Una de las pocas certezas sobre las consecuencias de la pandemia desencadenada por el Covid-19, dejando aparte la invaluable pérdida de vidas, es que en el ámbito económico producirá caídas del PIB y aumentos de la deuda pública. El coronavirus es un choque no visto en 100 años, comparable en su naturaleza sólo a la mal llamada Gripe Española de 1918-20.

El consenso generalizado es la incertidumbre máxima para poder anclar tanto el alcance como la persistencia de las caídas de actividad en el muy corto plazo, o el ritmo de la esperada recuperación posterior.

La continua actualización de previsiones económicas, sus correcciones en magnitudes no vistas (ver por ejemplo el reciente World Economic Outlook del FMI) se deben a la incierta evolución e impactos de tres factores.

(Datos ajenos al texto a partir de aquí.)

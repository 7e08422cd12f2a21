use std::path::{Path, PathBuf};

use taskboard_core::{SqliteStore, TaskStore, TaskStoreBuilder};
use tempfile::TempDir;

/// Helper function to create a temporary directory and database path
pub fn create_test_environment() -> (TempDir, PathBuf) {
    let temp_dir = TempDir::new().expect("Failed to create temporary directory");
    let db_path = temp_dir.path().join("test_tasks.db");
    (temp_dir, db_path)
}

/// Helper function to open a store on the given database file
pub fn open_store(db_path: &Path) -> TaskStore<SqliteStore> {
    TaskStoreBuilder::new()
        .with_database_path(Some(db_path))
        .build()
        .expect("Failed to open task store")
}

El primero, el contagio y la letalidad de la propia pandemia, en el que influyen elementos víricos y sanitarios, además del segundo factor: la duración y severidad de las limitaciones a la movilidad y la actividad, con sus efectos en la recuperación de la inversión o del turismo.

Y el tercero: el efecto que tengan las medidas de apoyo implementadas por bancos centrales, Gobiernos y supervisores bancarios para aliviar las consecuencias de contagios y cierres.

El aumento de la deuda pública será una característica del nuevo escenario, como la evidencia histórica muestra al repasar disrupciones anteriores. El esfuerzo bélico de las guerras mundiales, la Gran Depresión de 1929 y la Gran Crisis Financiera de 2008 multiplicaron el ratio de deuda pública sobre el PIB en Estados Unidos.

Este comportamiento de la deuda pública a nivel global se dará también en la crisis actual (como cuenta el FMI en su muy reciente Fiscal Monitor). Más deuda para financiar el mayor gasto público decidido discrecionalmente (para reforzar el sistema sanitario, por ejemplo) y el funcionamiento de los estabilizadores automáticos (los pagos por desempleo y la caída de la recaudación por la menor actividad).

Y más deuda también como consecuencia de los programas de compartición de riesgos del sector privado, con préstamos y garantías para empresas o ayudas de rentas a los hogares.

En total, según calcula el FMI, cerca de 8 billones de dólares a nivel global, más de cuatro veces el PIB de España de 2019. El 70% del total son préstamos y garantías a empresas privadas para evitar algo que se dio en crisis anteriores: que la falta de liquidez por la interrupción de los flujos de ingresos y pagos derivados de cierres y descensos de actividad se convierta en problemas de solvencia, con un forzado desapalancamiento que destruye la capacidad productiva, el capital, el know how y el empleo.

Estas medidas del sector público, junto a las de los bancos centrales (programas de liquidez para el sistema financiero y de compras de activos, incluyendo bonos corporativos) y a las de los supervisores bancarios (relajando las exigencias de capital y de contabilización de pérdidas por impagos de créditos) van orientadas al mismo objetivo: evitar que una severa recesión se convierta en una depresión económica.

El éxito de estas medidas está directamente relacionado con su implementación inmediata y con su eficacia, pero también con la brevedad de la pandemia y de las limitaciones de la actividad que conlleva.

Y también con las condiciones de partida de la economía en cuestión, de su margen de actuación. Este margen es endógeno a las expectativas de crecimiento de largo plazo, que de modo muy sintético, han de ser mayores al coste real de la deuda, para que su sostenibilidad no se ponga en duda.

Con unas expectativas de crecimiento que la evidencia histórica dice que no mejoran precisamente tras las pandemias, a pesar de que el coste de la deuda pública está en mínimos históricos (al menos en las economías avanzadas), sigue habiendo una restricción al recurso al sector público.

Y el aparcamiento de la deuda pública en los balances de los bancos centrales, si otros inversores son incapaces de absorber su aumento, puede generar distorsiones en la asignación eficiente de los recursos económicos.

Aunque todos estos riesgos son secundarios frente a lo primordial: acabar con el coronavirus para reducir lo más posible la pérdida de vidas y tratar de volver a una nueva normalidad.